Copeland seemed to have a mysterious bond with serpents. He showed marked resemblance, literally, to snakes, both in his facial features and in a birthmark of a snake “printed on the anterior of his leg.” But he also so loathed snakes that the very sight of them filled him with “horror” and vengefulness, a condition that moved with the rhythms of nature, since he was “more excitable during the season of snakes.” Unlike more familiar characters graced with powers of other species, Copeland’s peculiar abilities were not transmitted by venomous bite or wizard curse but by his mother.In the nineteenth century, as for centuries before, there was a perfectly reasonable medical explanation for what ailed Copeland: maternal impressions. A complex group of notions with ancient pedigree, maternal impressions implied belief that the mother somehow could mark the the fetus through her thoughts, shock, or desire. Theories of reproduction from ancient Greece into early modern Europe and the early United States gave some minor supporting roles to women, but mostly supposed that what made a baby was male “seed.” There is a kind of logic to that. But problems arise when something goes wrong. If male seed formed the new child, how were malformed or injured babies to be explained? Problems were less likely to be charged to the seed than to the childbearing woman.
The cause of Copeland’s affliction was easy enough for nineteenth century readers and doctors to understand. A shock to his mother caused markings in the fetus, which were borne out by a lifetime of reptilian tics. Not her body but her mind had hurt her child. The snake, after all, did not actually bite Mrs. Copeland. Readers of the medical journal might have felt for poor Mrs. Copeland who, at her son’s arrival, had to blame herself for his condition. This calculation might well appall us, the tight link between the child’s debility and maternal responsibility. In a kind of cruel paradox, women were not credited with much positive to do in making a baby but blamed for what went wrong, even when what went wrong (a snake attack) was hardly within their control.
We know better.

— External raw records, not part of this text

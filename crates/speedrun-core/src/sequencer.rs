//! Fail-fast stage sequencer.
//!
//! Stages run strictly in declaration order, one external process at a time. A stage whose
//! skip predicate holds is passed over without invoking anything. The first nonzero exit
//! halts the run: nothing after the failing stage is invoked, nothing is retried, and
//! nothing is rolled back.

use crate::background::{BackgroundTaskHandle, BackgroundTaskRunner};
use crate::config::RunConfig;
use crate::error::BootstrapWarning;
use crate::progress::{ProgressEvent, ProgressSink};
use crate::runner::{CommandRunner, ExitOutcome};
use crate::stage::{Launch, Stage};
use serde::Serialize;
use std::sync::Arc;
use std::time::Instant;
use tracing::{debug, error, warn};

/// Sequencer state. `Failed` and `Completed` are terminal.
#[derive(Debug, Clone, Copy, PartialEq, Eq, Serialize)]
#[serde(tag = "state", content = "index", rename_all = "snake_case")]
pub enum SequencerState {
    Idle,
    Running(usize),
    Skipped(usize),
    Failed(usize),
    Completed,
}

impl SequencerState {
    #[must_use]
    pub fn is_terminal(&self) -> bool {
        matches!(self, Self::Failed(_) | Self::Completed)
    }

    /// Checks if the sequencer may move from `self` to `to`.
    #[must_use]
    #[allow(clippy::match_same_arms)] // Each arm is a distinct transition rule
    pub fn can_transition_to(&self, to: Self) -> bool {
        match (*self, to) {
            // Start at the first stage, or finish an empty pipeline
            (Self::Idle, Self::Running(0) | Self::Skipped(0) | Self::Completed) => true,
            // A running stage either fails in place or hands over to the next one
            (Self::Running(i), Self::Failed(j)) => i == j,
            (Self::Running(i) | Self::Skipped(i), Self::Running(j) | Self::Skipped(j)) => j == i + 1,
            (Self::Running(_) | Self::Skipped(_), Self::Completed) => true,
            _ => false,
        }
    }
}

#[derive(Debug, Clone, PartialEq, Eq, Serialize)]
#[serde(tag = "type", rename_all = "snake_case")]
pub enum StageDisposition {
    Ran { outcome: ExitOutcome },
    Skipped,
    Spawned { task_id: String },
    Failed { outcome: ExitOutcome },
    /// Halted at the join point because the background stage failed; never invoked.
    BackgroundFailed { background: String, outcome: ExitOutcome },
}

#[derive(Debug, Clone, PartialEq, Eq, Serialize)]
pub struct StageRecord {
    pub index: usize,
    pub name: String,
    pub disposition: StageDisposition,
    pub elapsed_ms: u64,
}

#[derive(Debug, Clone, PartialEq, Eq, Serialize)]
#[serde(tag = "status", rename_all = "snake_case")]
pub enum PipelineStatus {
    /// Every stage ran or was legitimately skipped.
    Completed,
    Failed { index: usize, stage: String, outcome: ExitOutcome },
    /// The background stage exited nonzero and was noticed when joining at `index`.
    BackgroundFailed { index: usize, joined_at: String, background: String, outcome: ExitOutcome },
}

#[derive(Debug, Clone, PartialEq, Eq, Serialize)]
pub struct PipelineResult {
    pub status: PipelineStatus,
    pub records: Vec<StageRecord>,
    pub warnings: Vec<BootstrapWarning>,
}

impl PipelineResult {
    #[must_use]
    pub fn is_completed(&self) -> bool {
        self.status == PipelineStatus::Completed
    }

    /// Name of the stage that halted the run, if any.
    pub fn failed_stage(&self) -> Option<&str> {
        match &self.status {
            PipelineStatus::Completed => None,
            PipelineStatus::Failed { stage, .. } => Some(stage),
            PipelineStatus::BackgroundFailed { background, .. } => Some(background),
        }
    }

    /// Status to propagate as the orchestrator's exit code.
    #[must_use]
    pub fn exit_code(&self) -> i32 {
        match &self.status {
            PipelineStatus::Completed => 0,
            PipelineStatus::Failed { outcome, .. } | PipelineStatus::BackgroundFailed { outcome, .. } => {
                match outcome.exit_code() {
                    0 => 1,
                    code => code,
                }
            }
        }
    }

    /// Names of stages whose command was actually invoked, in order.
    pub fn invoked(&self) -> Vec<&str> {
        self.records
            .iter()
            .filter(|r| !matches!(r.disposition, StageDisposition::Skipped | StageDisposition::BackgroundFailed { .. }))
            .map(|r| r.name.as_str())
            .collect()
    }

    pub fn skipped(&self) -> Vec<&str> {
        self.records
            .iter()
            .filter(|r| matches!(r.disposition, StageDisposition::Skipped))
            .map(|r| r.name.as_str())
            .collect()
    }
}

pub struct StageSequencer {
    runner: Arc<dyn CommandRunner>,
    background: BackgroundTaskRunner,
    sink: Arc<dyn ProgressSink>,
}

impl std::fmt::Debug for StageSequencer {
    fn fmt(&self, f: &mut std::fmt::Formatter<'_>) -> std::fmt::Result {
        f.debug_struct("StageSequencer").finish_non_exhaustive()
    }
}

/// Accumulates the run while the sequencer walks the stage list.
struct Walk {
    state: SequencerState,
    records: Vec<StageRecord>,
    warnings: Vec<BootstrapWarning>,
}

impl Walk {
    fn transition(&mut self, to: SequencerState) {
        if !self.state.can_transition_to(to) {
            error!(from = ?self.state, to = ?to, "Invalid sequencer transition");
        }
        debug_assert!(self.state.can_transition_to(to), "invalid transition {:?} -> {:?}", self.state, to);
        debug!(from = ?self.state, to = ?to, "Sequencer transition");
        self.state = to;
    }

    fn record(&mut self, index: usize, stage: &Stage, disposition: StageDisposition, started: Instant) {
        self.records.push(StageRecord {
            index,
            name: stage.name.clone(),
            disposition,
            elapsed_ms: started.elapsed().as_millis() as u64,
        });
    }

    fn finish(self, status: PipelineStatus) -> PipelineResult {
        PipelineResult { status, records: self.records, warnings: self.warnings }
    }
}

impl StageSequencer {
    pub fn new(runner: Arc<dyn CommandRunner>, sink: Arc<dyn ProgressSink>) -> Self {
        let background = BackgroundTaskRunner::new(Arc::clone(&runner));
        Self { runner, background, sink }
    }

    /// Runs `stages` in order under `config`.
    pub async fn run(&self, stages: &[Stage], config: &RunConfig) -> PipelineResult {
        self.run_with(stages, config, None).await
    }

    /// Like [`run`](Self::run), with a background unit that was spawned before the sequence.
    pub async fn run_with(
        &self,
        stages: &[Stage],
        config: &RunConfig,
        outstanding: Option<BackgroundTaskHandle>,
    ) -> PipelineResult {
        let mut walk = Walk { state: SequencerState::Idle, records: Vec::new(), warnings: Vec::new() };
        let mut slot = outstanding;

        for (index, stage) in stages.iter().enumerate() {
            let started = Instant::now();

            if stage.is_skipped(config) {
                walk.transition(SequencerState::Skipped(index));
                self.sink.on_event(ProgressEvent::StageSkipped { index, stage: stage.name.clone() });
                walk.record(index, stage, StageDisposition::Skipped, started);
                continue;
            }

            walk.transition(SequencerState::Running(index));

            if stage.waits_for_background {
                if let Some((background, outcome)) = self.join(stage, slot.take(), &mut walk.warnings).await {
                    if !outcome.success() {
                        return self.fail_background(walk, index, stage, background, outcome, started);
                    }
                }
            }

            match stage.launch {
                Launch::Background => {
                    let handle = self.background.spawn(
                        stage.name.clone(),
                        stage.command.clone(),
                        config.process_env().clone(),
                    );
                    let task_id = handle.id().to_string();
                    debug!(stage = %stage.name, command = %stage.command, "Background stage command");
                    self.sink.on_event(ProgressEvent::BackgroundSpawned {
                        stage: stage.name.clone(),
                        task_id: task_id.clone(),
                    });
                    walk.record(index, stage, StageDisposition::Spawned { task_id }, started);
                    if slot.replace(handle).is_some() {
                        warn!(stage = %stage.name, "Replaced an outstanding background unit that was never joined");
                    }
                }
                Launch::Foreground => {
                    debug!(stage = %stage.name, command = %stage.command, "Invoking stage command");
                    self.sink.on_event(ProgressEvent::StageStarted { index, stage: stage.name.clone() });

                    let outcome = self.runner.run(&stage.command, config.process_env()).await;
                    if !outcome.success() {
                        return self.fail(walk, index, stage, outcome, started);
                    }

                    self.sink.on_event(ProgressEvent::StageFinished {
                        index,
                        stage: stage.name.clone(),
                        elapsed_ms: started.elapsed().as_millis() as u64,
                    });
                    walk.record(index, stage, StageDisposition::Ran { outcome }, started);
                }
            }
        }

        if let Some(handle) = slot {
            warn!(task_id = %handle.id(), label = %handle.label(), "Background unit was never joined");
        }

        walk.transition(SequencerState::Completed);
        walk.finish(PipelineStatus::Completed)
    }

    /// Waits for the outstanding unit and returns its label and outcome. `None` means there
    /// was nothing to wait for.
    async fn join(
        &self,
        stage: &Stage,
        handle: Option<BackgroundTaskHandle>,
        warnings: &mut Vec<BootstrapWarning>,
    ) -> Option<(String, ExitOutcome)> {
        let Some(handle) = handle else {
            let warning = BootstrapWarning::BackgroundJoinFailure { stage: stage.name.clone() };
            warn!("{warning}");
            warnings.push(warning);
            return None;
        };

        let task_id = handle.id().to_string();
        if !handle.is_finished() {
            self.sink.on_event(ProgressEvent::BackgroundWaiting {
                stage: stage.name.clone(),
                task_id: task_id.clone(),
            });
        }

        let Some(outcome) = handle.join().await else {
            let warning = BootstrapWarning::BackgroundJoinFailure { stage: stage.name.clone() };
            warn!(label = %handle.label(), "{warning}");
            warnings.push(warning);
            return None;
        };

        self.sink.on_event(ProgressEvent::BackgroundJoined {
            stage: stage.name.clone(),
            task_id,
            outcome: outcome.clone(),
        });
        Some((handle.label().to_string(), outcome))
    }

    fn fail(
        &self,
        mut walk: Walk,
        index: usize,
        stage: &Stage,
        outcome: ExitOutcome,
        started: Instant,
    ) -> PipelineResult {
        walk.transition(SequencerState::Failed(index));
        self.sink.on_event(ProgressEvent::StageFailed {
            index,
            stage: stage.name.clone(),
            outcome: outcome.clone(),
        });
        walk.record(index, stage, StageDisposition::Failed { outcome: outcome.clone() }, started);
        walk.finish(PipelineStatus::Failed { index, stage: stage.name.clone(), outcome })
    }

    /// Halts at the join point `stage` on behalf of the failed background stage.
    fn fail_background(
        &self,
        mut walk: Walk,
        index: usize,
        stage: &Stage,
        background: String,
        outcome: ExitOutcome,
        started: Instant,
    ) -> PipelineResult {
        walk.transition(SequencerState::Failed(index));
        self.sink.on_event(ProgressEvent::BackgroundFailed {
            background: background.clone(),
            joined_at: stage.name.clone(),
            outcome: outcome.clone(),
        });
        walk.record(
            index,
            stage,
            StageDisposition::BackgroundFailed { background: background.clone(), outcome: outcome.clone() },
            started,
        );
        walk.finish(PipelineStatus::BackgroundFailed { index, joined_at: stage.name.clone(), background, outcome })
    }
}

#[cfg(test)]
mod tests {
    use super::*;

    #[test]
    fn test_transitions_from_idle() {
        let idle = SequencerState::Idle;
        assert!(idle.can_transition_to(SequencerState::Running(0)));
        assert!(idle.can_transition_to(SequencerState::Skipped(0)));
        assert!(idle.can_transition_to(SequencerState::Completed));
        assert!(!idle.can_transition_to(SequencerState::Running(1)));
        assert!(!idle.can_transition_to(SequencerState::Failed(0)));
    }

    #[test]
    fn test_transitions_advance_by_one() {
        assert!(SequencerState::Running(2).can_transition_to(SequencerState::Running(3)));
        assert!(SequencerState::Skipped(2).can_transition_to(SequencerState::Running(3)));
        assert!(SequencerState::Running(2).can_transition_to(SequencerState::Failed(2)));
        assert!(!SequencerState::Skipped(2).can_transition_to(SequencerState::Failed(2)));
        assert!(!SequencerState::Running(2).can_transition_to(SequencerState::Running(2)));
        assert!(!SequencerState::Running(2).can_transition_to(SequencerState::Skipped(5)));
    }

    #[test]
    fn test_terminal_states() {
        for state in [SequencerState::Completed, SequencerState::Failed(4)] {
            assert!(state.is_terminal());
            assert!(!state.can_transition_to(SequencerState::Running(5)));
            assert!(!state.can_transition_to(SequencerState::Completed));
        }
        assert!(!SequencerState::Idle.is_terminal());
    }

    #[test]
    #[cfg(debug_assertions)]
    #[should_panic(expected = "invalid transition")]
    fn test_walk_refuses_invalid_transition() {
        let mut walk = Walk { state: SequencerState::Idle, records: Vec::new(), warnings: Vec::new() };
        walk.transition(SequencerState::Running(3));
    }

    #[test]
    fn test_background_failure_reports_the_background_stage() {
        let result = PipelineResult {
            status: PipelineStatus::BackgroundFailed {
                index: 6,
                joined_at: "base-train".to_string(),
                background: "dataset-full".to_string(),
                outcome: ExitOutcome::Signaled,
            },
            records: Vec::new(),
            warnings: Vec::new(),
        };
        assert_eq!(result.failed_stage(), Some("dataset-full"));
        assert_eq!(result.exit_code(), 1);
    }

    #[test]
    fn test_exit_code_never_zero_on_failure() {
        let result = PipelineResult {
            status: PipelineStatus::Failed {
                index: 0,
                stage: "odd".to_string(),
                outcome: ExitOutcome::Exited(0),
            },
            records: Vec::new(),
            warnings: Vec::new(),
        };
        assert_eq!(result.exit_code(), 1);
        assert_eq!(result.failed_stage(), Some("odd"));
    }
}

We no longer warn mothers that looking at bears will make their babies hairy, or that a snake strike will turn a baby’s teeth into fangs. But our approach to the responsibilities of pregnancy remains caught, to some degree, in that old kind of calculation, laying on women duties to “optimize the fetal environment” and, often, laying blame first at their feet when something goes wrong. That something could be blameable or utterly outside of their control: poverty, Zika, toxoplasmosis. We may want to help women and babies when things go wrong, and there are some breathtaking medical helps, but humane, supportive ways of standing with families in those situations often go wanting.
About the rest of Copeland’s life not much is known, and that mostly from genealogists’ narratives. Despite his “snaky aspect,” Copeland seems to have lived productively and companionably, marrying twice and fathering many children. That is not insignificant. Copeland and his community presumably figured out how to live together without either treating his condition as debilitating or exploiting it for profit. As the journal article notes at end, devoid of the irony perhaps to be preferred “His physical peculiarities being considered only in the light of a common deformity, he never thought of exhibiting himself publicly, till it was suggested to him by a medical friend in 1837.”